● Requirement: Restate all of the material, keeping every line identical to the original.

● Supplied data:
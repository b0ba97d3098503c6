//! Timing utilities for asynchronous workflows.
//!
//! Provides the crate's suspension primitive, [`Sleep`], and the [`Timeout`]
//! wrapper that races a future against it. Both are executor agnostic: the
//! deadline is registered with the `async-io` timer driver, so they can be
//! awaited from tokio, smol or `block_on` alike.

use std::{
    pin::Pin,
    task::{Context, Poll},
    time::{Duration, Instant},
};

use async_io::Timer;
use pin_project_lite::pin_project;
use tracing::debug;

use crate::Error;

/// Whole milliseconds in `duration`, saturating at `u64::MAX`.
#[must_use]
pub fn millis(duration: Duration) -> u64 {
    u64::try_from(duration.as_millis()).unwrap_or(u64::MAX)
}

/// A future that completes once a fixed deadline has passed.
///
/// The deadline is computed when the `Sleep` is created, not when it is first
/// polled. While pending, the deadline sits in the shared timer driver, which
/// wakes the task that polled it last; other futures on the same executor keep
/// making progress in the meantime. Dropping a pending `Sleep` removes its
/// deadline from the driver.
///
/// A zero duration completes on the first poll without registering anything.
#[derive(Debug)]
#[must_use = "futures do nothing unless polled or .awaited"]
pub struct Sleep {
    deadline: Instant,
    timer: Timer,
}

impl Sleep {
    /// Creates a `Sleep` that completes `duration` from now.
    pub fn new(duration: Duration) -> Self {
        let deadline = Instant::now() + duration;
        Self {
            deadline,
            timer: Timer::at(deadline),
        }
    }

    /// The instant at which this sleep completes.
    #[must_use]
    pub fn deadline(&self) -> Instant {
        self.deadline
    }

    /// Returns `true` once the deadline has passed.
    #[must_use]
    pub fn is_elapsed(&self) -> bool {
        Instant::now() >= self.deadline
    }
}

impl Future for Sleep {
    type Output = ();

    fn poll(mut self: Pin<&mut Self>, cx: &mut Context<'_>) -> Poll<Self::Output> {
        if self.is_elapsed() {
            return Poll::Ready(());
        }
        Pin::new(&mut self.timer).poll(cx).map(|_| ())
    }
}

/// Suspends the current task for `duration`.
///
/// ```
/// # use std::time::Duration;
/// # futures::executor::block_on(async {
/// asyncflow::timing::sleep(Duration::from_millis(10)).await;
/// # });
/// ```
pub fn sleep(duration: Duration) -> Sleep {
    Sleep::new(duration)
}

pin_project! {
    /// A future that races another future against a time limit.
    ///
    /// Resolves to `Ok` with the inner output if the inner future settles
    /// first, or to [`Error::Timeout`] once the limit elapses. When both are
    /// ready in the same poll, the inner future wins. The countdown starts
    /// when the `Timeout` is created, ***not*** when it is awaited.
    ///
    /// The losing inner future is dropped together with the `Timeout`; it is
    /// never polled again after the limit is reached.
    #[must_use = "futures do nothing unless polled or .awaited"]
    pub struct Timeout<F> {
        #[pin]
        future: F,
        deadline: Sleep,
        limit: Duration,
    }
}

impl<F> Timeout<F> {
    /// Creates a new `Timeout` that runs `future` with the given time limit.
    ///
    /// For a more ergonomic way to create a timeout-wrapped future, consider using
    /// the [`timeout()`](../task_ext/trait.TaskExt.html#method.timeout) operator.
    pub fn new(future: F, limit: Duration) -> Self {
        Timeout {
            future,
            deadline: Sleep::new(limit),
            limit,
        }
    }

    #[must_use]
    pub fn limit(&self) -> Duration {
        self.limit
    }

    /// Consumes the `Timeout` and returns the inner future.
    pub fn inner(self) -> F {
        self.future
    }
}

impl<F> Future for Timeout<F>
where
    F: Future,
{
    type Output = Result<F::Output, Error>;

    fn poll(self: Pin<&mut Self>, cx: &mut Context<'_>) -> Poll<Self::Output> {
        let this = self.project();
        if let Poll::Ready(output) = this.future.poll(cx) {
            return Poll::Ready(Ok(output));
        }
        if Pin::new(this.deadline).poll(cx).is_ready() {
            debug!(limit_ms = millis(*this.limit), "timeout reached");
            return Poll::Ready(Err(Error::timeout(*this.limit)));
        }
        Poll::Pending
    }
}

/// Runs a fallible future under a time limit, folding the timeout into the
/// same error type.
pub async fn with_timeout<T, F>(future: F, limit: Duration) -> Result<T, Error>
where
    F: Future<Output = Result<T, Error>>,
{
    Timeout::new(future, limit).await?
}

● Expected answer:
repository b0ba97d3098503c6
//! Timing utilities for asynchronous workflows.
//!
//! Provides the crate's suspension primitive, [`Sleep`], and the [`Timeout`]
//! wrapper that races a future against it. Both are executor agnostic: the
//! deadline is registered with the `async-io` timer driver, so they can be
//! awaited from tokio, smol or `block_on` alike.

use std::{
    pin::Pin,
    task::{Context, Poll},
    time::{Duration, Instant},
};

use async_io::Timer;
use pin_project_lite::pin_project;
use tracing::debug;

use crate::Error;

/// Whole milliseconds in `duration`, saturating at `u64::MAX`.
#[must_use]
pub fn millis(duration: Duration) -> u64 {
    u64::try_from(duration.as_millis()).unwrap_or(u64::MAX)
}

/// A future that completes once a fixed deadline has passed.
///
/// The deadline is computed when the `Sleep` is created, not when it is first
/// polled. While pending, the deadline sits in the shared timer driver, which
/// wakes the task that polled it last; other futures on the same executor keep
/// making progress in the meantime. Dropping a pending `Sleep` removes its
/// deadline from the driver.
///
/// A zero duration completes on the first poll without registering anything.
#[derive(Debug)]
#[must_use = "futures do nothing unless polled or .awaited"]
pub struct Sleep {
    deadline: Instant,
    timer: Timer,
}

impl Sleep {
    /// Creates a `Sleep` that completes `duration` from now.
    pub fn new(duration: Duration) -> Self {
        let deadline = Instant::now() + duration;
        Self {
            deadline,
            timer: Timer::at(deadline),
        }
    }

    /// The instant at which this sleep completes.
    #[must_use]
    pub fn deadline(&self) -> Instant {
        self.deadline
    }

    /// Returns `true` once the deadline has passed.
    #[must_use]
    pub fn is_elapsed(&self) -> bool {
        Instant::now() >= self.deadline
    }
}

impl Future for Sleep {
    type Output = ();

    fn poll(mut self: Pin<&mut Self>, cx: &mut Context<'_>) -> Poll<Self::Output> {
        if self.is_elapsed() {
            return Poll::Ready(());
        }
        Pin::new(&mut self.timer).poll(cx).map(|_| ())
    }
}

/// Suspends the current task for `duration`.
///
/// ```
/// # use std::time::Duration;
/// # futures::executor::block_on(async {
/// asyncflow::timing::sleep(Duration::from_millis(10)).await;
/// # });
/// ```
pub fn sleep(duration: Duration) -> Sleep {
    Sleep::new(duration)
}

pin_project! {
    /// A future that races another future against a time limit.
    ///
    /// Resolves to `Ok` with the inner output if the inner future settles
    /// first, or to [`Error::Timeout`] once the limit elapses. When both are
    /// ready in the same poll, the inner future wins. The countdown starts
    /// when the `Timeout` is created, ***not*** when it is awaited.
    ///
    /// The losing inner future is dropped together with the `Timeout`; it is
    /// never polled again after the limit is reached.
    #[must_use = "futures do nothing unless polled or .awaited"]
    pub struct Timeout<F> {
        #[pin]
        future: F,
        deadline: Sleep,
        limit: Duration,
    }
}

impl<F> Timeout<F> {
    /// Creates a new `Timeout` that runs `future` with the given time limit.
    ///
    /// For a more ergonomic way to create a timeout-wrapped future, consider using
    /// the [`timeout()`](../task_ext/trait.TaskExt.html#method.timeout) operator.
    pub fn new(future: F, limit: Duration) -> Self {
        Timeout {
            future,
            deadline: Sleep::new(limit),
            limit,
        }
    }

    #[must_use]
    pub fn limit(&self) -> Duration {
        self.limit
    }

    /// Consumes the `Timeout` and returns the inner future.
    pub fn inner(self) -> F {
        self.future
    }
}

impl<F> Future for Timeout<F>
where
    F: Future,
{
    type Output = Result<F::Output, Error>;

    fn poll(self: Pin<&mut Self>, cx: &mut Context<'_>) -> Poll<Self::Output> {
        let this = self.project();
        if let Poll::Ready(output) = this.future.poll(cx) {
            return Poll::Ready(Ok(output));
        }
        if Pin::new(this.deadline).poll(cx).is_ready() {
            debug!(limit_ms = millis(*this.limit), "timeout reached");
            return Poll::Ready(Err(Error::timeout(*this.limit)));
        }
        Poll::Pending
    }
}

/// Runs a fallible future under a time limit, folding the timeout into the
/// same error type.
pub async fn with_timeout<T, F>(future: F, limit: Duration) -> Result<T, Error>
where
    F: Future<Output = Result<T, Error>>,
{
    Timeout::new(future, limit).await?
}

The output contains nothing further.